A limited liability company (LLC)is a popular choice among small business owners for the liability protection, management flexibility, and tax advantages this form of business entity often provides. Understanding the benefits and disadvantages of an LLC, how to start an LLC, where to form your LLC and other key topics is essential for business success.

This article will cover:

  • LLC Overview
  • How to Form an LLC
  • LLCs Versus Other Entity Types
  • LLC State Guides

What is an LLC?

A Limited liability company (LLC) is a business structure that offers limited liability protection and pass-through taxation. As with corporations, the LLC legally exists as a separate entity from its owners. Therefore, owners cannot typically be held personally responsible for the business debts and liabilities.

The LLC allows for pass-through taxation, as its income is not taxed at the entity level; however, a tax return for the LLC must be completed if the LLC has more than one owner. Any LLC income or loss as shown on this return is passed through to the owner(s). The owners, also called members, must then report the income or loss on their personal tax returns and pay any necessary tax.

Benefits of forming an LLC

The benefits of creating an LLC—as opposed to operating as a sole proprietorship or general partnership, or forming a corporation—typically outweigh any perceived disadvantages.

  • Limited liability: Members (which is what the owners of an LLC are called) are shielded from personal liability for acts of the LLC and its other members. Creditors cannot pursue the personal assets (house, savings accounts, etc.) of the owners to pay business debts. The personal assets of sole proprietors and general partners, on the other hand, can be pursued against the business’ debts. Note: It is possible for an LLC (as well as a corporation) to lose its limited liability. This is known as “piercing the veil”. For more information, see How to Avoid Piercing the Corporate Veil.
  • Flexible membership: Members can be individuals, partnerships, trusts, or corporations, and there is no limit on the number of members. S corporations (which is a corporation that has elected to be taxed as a pass-through entity under Subchapter S of the Internal Revenue Code) are much more restricted in who can be a shareholder, and there is a maximum limit on the number.
  • Management structure: Members can manage the LLC or elect a management group to do so. Corporations, on the other hand, are managed by a board of directors, not shareholders. When an LLC is managed by members (a “member-managed” management structure), owners oversee daily business operations. When managed by appointed managers (a “manager-managed” management structure), the LLC resembles a corporation, where business management is the responsibility of the directors and officers rather than the owners (shareholders).
  • Pass-through taxation: LLCs typically do not pay taxes at the business entity level. Any business incomeor loss is "passed-through" to owners and reported on their personal income tax returns. Any tax due is paid at the individual level. Corporations that cannot or choose not to be taxed as an S corporation (these are known as C corporations because they are taxed under Subchapter C of the IRC) are taxed at the business entity level and their shareholders are taxed on the income distributed to them.
  • Heightened credibility: Starting an LLC may help a new business establish credibility more so than if the business is operated as a sole proprietorship or partnership.
  • Limited compliance requirements: LLCs face fewer state-imposed compliance requirements and ongoing formalities than sole proprietorships, general partnerships, or corporations (whether taxed as S corporations or C corporations).

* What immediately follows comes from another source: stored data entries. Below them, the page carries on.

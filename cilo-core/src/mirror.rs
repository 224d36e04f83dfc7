//! Registry mirror handling

/// Strip the first matching mirror prefix from an image reference
///
/// A mirror matches when the image starts with the prefix followed by `/`.
/// Prefixes are tried in order; a trailing `/` on a prefix is ignored.
/// An image matching no prefix is returned unchanged.
pub fn strip_mirror<'a, S: AsRef<str>>(image: &'a str, mirrors: &[S]) -> &'a str {
    for mirror in mirrors {
        let prefix = mirror.as_ref().trim_end_matches('/');
        if prefix.is_empty() {
            continue;
        }

        if let Some(rest) = image
            .strip_prefix(prefix)
            .and_then(|rest| rest.strip_prefix('/'))
        {
            return rest;
        }
    }

    image
}
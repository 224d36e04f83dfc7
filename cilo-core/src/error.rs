//! Error types for pipeline parsing and job resolution

use thiserror::Error;

/// Result type alias for configuration operations
pub type Result<T> = std::result::Result<T, ConfigError>;

/// Errors raised while loading a pipeline or resolving a job
#[derive(Debug, Error)]
pub enum ConfigError {
    /// The document is not valid YAML
    #[error("Failed to parse pipeline document: {0}")]
    Parse(#[from] serde_yaml::Error),

    /// The document's top level is not a mapping of job names
    #[error("Pipeline document must be a mapping of job names to job definitions")]
    NotAMapping,

    /// The requested job does not exist
    #[error("Reference not found: {0}")]
    JobNotFound(String),

    /// An `extends` field names a job that does not exist
    #[error("Job '{job}' extends unknown job '{parent}'")]
    UnknownParent { job: String, parent: String },

    /// The named entry exists but its body is not a mapping
    #[error("Entry '{0}' is not a job definition")]
    NotAJob(String),

    /// The `extends` chain loops back on itself
    #[error("Cyclic extends chain: {}", .chain.join(" -> "))]
    CyclicExtends { chain: Vec<String> },

    /// The resolved job has no image to run
    #[error("Missing Docker image for job '{job}'")]
    MissingImage { job: String },

    /// A job field has an unexpected shape
    #[error("Job '{job}': field '{field}' must be {expected}")]
    InvalidField {
        job: String,
        field: String,
        expected: &'static str,
    },
}

impl ConfigError {
    pub(crate) fn invalid_field(
        job: impl Into<String>,
        field: impl Into<String>,
        expected: &'static str,
    ) -> Self {
        Self::InvalidField {
            job: job.into(),
            field: field.into(),
            expected,
        }
    }
}
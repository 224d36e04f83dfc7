//! Container output relay
//!
//! Copies a container stream to a host stream line by line, flushing after
//! every line so job output shows up as it is produced.

use tokio::io::{AsyncBufReadExt, AsyncRead, AsyncWrite, AsyncWriteExt, BufReader};

/// Relays `reader` to `writer` until end of input
///
/// Line endings are normalized to `\n`, and a final line without a
/// terminator still gets one. Bytes are passed through as-is.
/// Returns the number of lines relayed.
pub async fn relay_lines<R, W>(reader: R, writer: &mut W) -> std::io::Result<u64>
where
    R: AsyncRead + Unpin,
    W: AsyncWrite + Unpin + ?Sized,
{
    let mut reader = BufReader::new(reader);
    let mut line = Vec::new();
    let mut count = 0;

    loop {
        line.clear();
        if reader.read_until(b'\n', &mut line).await? == 0 {
            break;
        }

        if line.last() == Some(&b'\n') {
            line.pop();
        }
        if line.last() == Some(&b'\r') {
            line.pop();
        }

        writer.write_all(&line).await?;
        writer.write_all(b"\n").await?;
        writer.flush().await?;
        count += 1;
    }

    Ok(count)
}
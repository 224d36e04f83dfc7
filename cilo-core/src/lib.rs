//! Cilo Core
//!
//! Core types and pure logic for running a single CI job locally.
//!
//! This crate contains:
//! - Domain types: pipeline, job definitions and resolved jobs
//! - Parser: YAML document to typed pipeline, validated once
//! - Resolver: walks the `extends` chain and merges inherited fields
//! - Assemblers: environment entries and the executable script body
//! - Mirror handling for image references

pub mod domain;
pub mod env;
pub mod error;
pub mod mirror;
pub mod parser;
pub mod resolver;
pub mod script;

pub use domain::job::{JobDefinition, Phase, ResolvedJob, ScriptPhase, VariableSource};
pub use domain::pipeline::{Pipeline, PipelineEntry};
pub use error::ConfigError;
pub use parser::parse_pipeline;
pub use resolver::resolve;
//! Demo data for development deployments.

use tracing::info;
use uuid::Uuid;

use super::ScoreStore;
use super::error::StoreResult;
use crate::constants::{MAX_SCORE, MIN_SCORE};
use crate::model::Entity;

/// Name of the `i`-th demo entity (1-based).
pub fn demo_name(i: u32) -> String {
    format!("player{i:03}")
}

/// Deterministic pseudo-random score for the `i`-th demo entity, spread over the score domain.
pub fn demo_score(i: u32) -> i32 {
    let span = (MAX_SCORE - MIN_SCORE + 1) as u64;
    MIN_SCORE + ((u64::from(i) * 37) % span) as i32
}

/// Inserts `count` demo entities, skipping names that already exist.
///
/// Returns the number of entities actually inserted. Safe to run on every start.
pub async fn seed_demo<S: ScoreStore>(store: &S, count: u32) -> StoreResult<u32> {
    let mut inserted = 0;
    for i in 1..=count {
        let name = demo_name(i);
        if store.get_by_name(&name).await?.is_some() {
            continue;
        }
        store
            .insert(Entity::new(Uuid::new_v4().to_string(), name, demo_score(i)))
            .await?;
        inserted += 1;
    }

    info!(requested = count, inserted, "Demo entities seeded");
    Ok(inserted)
}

Disadvantages of creating an LLC

There are a few disadvantages to creating an LLC too, although in many cases the advantages outweigh the drawbacks.

  • Cost: An LLC usually costs more to form and maintain than a sole proprietorship or general partnership. States charge an initial formation fee. Many states also impose ongoing fees, such as annual report and/or franchise tax fees. Check with your Secretary of State's office.
  • Transferable ownership. Ownership in an LLC is often harder to transfer than with a corporation. With corporations, shares of stock can be sold by the corporation to increase ownership and, unless there is a shareholder agreement to the contrary, the shareholders can sell their shares to someone else. Typically, with LLCs, unless the members agree otherwise, all members must approve adding new members or altering the ownership percentages of existing members.

How to form an LLC

Although generally easier to form than a corporation, there are some administrative and compliance tasks to be done. To help you form an LLC successfully and in compliance with state law, follow these eight steps.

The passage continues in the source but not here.